» **TRY IT**: With the material below, print exactly the lines between the line holding "filename demos/update.rs" and the line holding "engine.install_or_update(Channel::Latest).await?;", inclusive. Add nothing else.

» **DATA SHOWN**:

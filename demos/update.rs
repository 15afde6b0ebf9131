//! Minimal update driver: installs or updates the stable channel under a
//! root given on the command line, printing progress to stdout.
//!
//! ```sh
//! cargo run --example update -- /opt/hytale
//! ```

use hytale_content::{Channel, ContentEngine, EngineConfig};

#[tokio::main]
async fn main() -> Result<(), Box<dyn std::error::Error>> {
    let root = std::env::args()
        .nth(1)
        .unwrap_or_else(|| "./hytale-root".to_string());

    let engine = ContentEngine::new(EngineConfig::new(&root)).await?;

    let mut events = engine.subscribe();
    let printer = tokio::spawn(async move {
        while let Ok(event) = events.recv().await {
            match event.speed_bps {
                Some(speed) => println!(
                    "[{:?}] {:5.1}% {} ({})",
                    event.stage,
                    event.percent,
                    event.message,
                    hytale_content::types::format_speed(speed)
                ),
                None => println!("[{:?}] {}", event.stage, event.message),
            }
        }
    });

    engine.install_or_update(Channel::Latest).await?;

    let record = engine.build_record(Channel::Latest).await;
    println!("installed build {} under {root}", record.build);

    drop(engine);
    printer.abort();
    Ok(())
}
---
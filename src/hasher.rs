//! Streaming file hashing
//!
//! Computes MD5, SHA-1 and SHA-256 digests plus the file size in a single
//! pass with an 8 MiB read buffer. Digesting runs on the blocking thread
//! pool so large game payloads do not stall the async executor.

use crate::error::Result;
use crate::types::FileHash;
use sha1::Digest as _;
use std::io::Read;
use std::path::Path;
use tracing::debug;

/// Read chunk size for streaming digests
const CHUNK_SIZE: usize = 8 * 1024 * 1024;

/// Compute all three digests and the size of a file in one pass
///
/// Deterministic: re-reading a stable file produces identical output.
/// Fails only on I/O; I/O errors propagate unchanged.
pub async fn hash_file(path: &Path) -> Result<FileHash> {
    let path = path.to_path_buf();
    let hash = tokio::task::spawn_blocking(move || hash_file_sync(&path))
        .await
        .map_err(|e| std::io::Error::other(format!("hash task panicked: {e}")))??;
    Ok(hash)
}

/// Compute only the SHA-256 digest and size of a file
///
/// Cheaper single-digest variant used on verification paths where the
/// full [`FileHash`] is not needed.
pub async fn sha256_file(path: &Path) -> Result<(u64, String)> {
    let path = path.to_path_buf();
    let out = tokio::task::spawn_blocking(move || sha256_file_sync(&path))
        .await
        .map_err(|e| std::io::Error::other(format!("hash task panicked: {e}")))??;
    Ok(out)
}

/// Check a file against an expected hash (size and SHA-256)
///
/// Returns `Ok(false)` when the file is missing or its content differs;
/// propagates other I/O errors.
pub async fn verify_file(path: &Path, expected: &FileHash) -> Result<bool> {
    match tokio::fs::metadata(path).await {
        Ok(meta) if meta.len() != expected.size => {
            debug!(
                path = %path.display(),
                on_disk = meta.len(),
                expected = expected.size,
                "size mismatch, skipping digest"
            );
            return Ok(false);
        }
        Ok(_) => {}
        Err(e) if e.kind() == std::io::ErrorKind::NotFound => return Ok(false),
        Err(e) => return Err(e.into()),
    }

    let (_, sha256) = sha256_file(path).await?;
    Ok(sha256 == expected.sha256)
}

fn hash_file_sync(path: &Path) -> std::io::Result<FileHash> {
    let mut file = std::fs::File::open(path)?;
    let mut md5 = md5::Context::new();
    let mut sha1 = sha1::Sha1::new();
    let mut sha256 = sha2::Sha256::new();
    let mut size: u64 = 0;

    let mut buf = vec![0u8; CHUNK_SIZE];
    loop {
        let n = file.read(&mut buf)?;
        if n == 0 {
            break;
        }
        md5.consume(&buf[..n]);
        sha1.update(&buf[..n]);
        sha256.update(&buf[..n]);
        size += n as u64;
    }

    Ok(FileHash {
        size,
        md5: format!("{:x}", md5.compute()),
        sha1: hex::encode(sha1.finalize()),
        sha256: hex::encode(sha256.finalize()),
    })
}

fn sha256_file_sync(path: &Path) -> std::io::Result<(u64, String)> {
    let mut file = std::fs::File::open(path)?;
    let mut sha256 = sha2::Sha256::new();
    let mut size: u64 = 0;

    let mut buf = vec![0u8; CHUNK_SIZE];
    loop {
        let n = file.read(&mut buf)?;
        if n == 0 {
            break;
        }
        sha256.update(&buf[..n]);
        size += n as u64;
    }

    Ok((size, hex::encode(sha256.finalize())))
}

» **SOLVED EXERCISE**:
filename demos/update.rs
repository 15afde6b0ebf9131
//! Minimal update driver: installs or updates the stable channel under a
//! root given on the command line, printing progress to stdout.
//!
//! ```sh
//! cargo run --example update -- /opt/hytale
//! ```

use hytale_content::{Channel, ContentEngine, EngineConfig};

#[tokio::main]
async fn main() -> Result<(), Box<dyn std::error::Error>> {
    let root = std::env::args()
        .nth(1)
        .unwrap_or_else(|| "./hytale-root".to_string());

    let engine = ContentEngine::new(EngineConfig::new(&root)).await?;

    let mut events = engine.subscribe();
    let printer = tokio::spawn(async move {
        while let Ok(event) = events.recv().await {
            match event.speed_bps {
                Some(speed) => println!(
                    "[{:?}] {:5.1}% {} ({})",
                    event.stage,
                    event.percent,
                    event.message,
                    hytale_content::types::format_speed(speed)
                ),
                None => println!("[{:?}] {}", event.stage, event.message),
            }
        }
    });

    engine.install_or_update(Channel::Latest).await?;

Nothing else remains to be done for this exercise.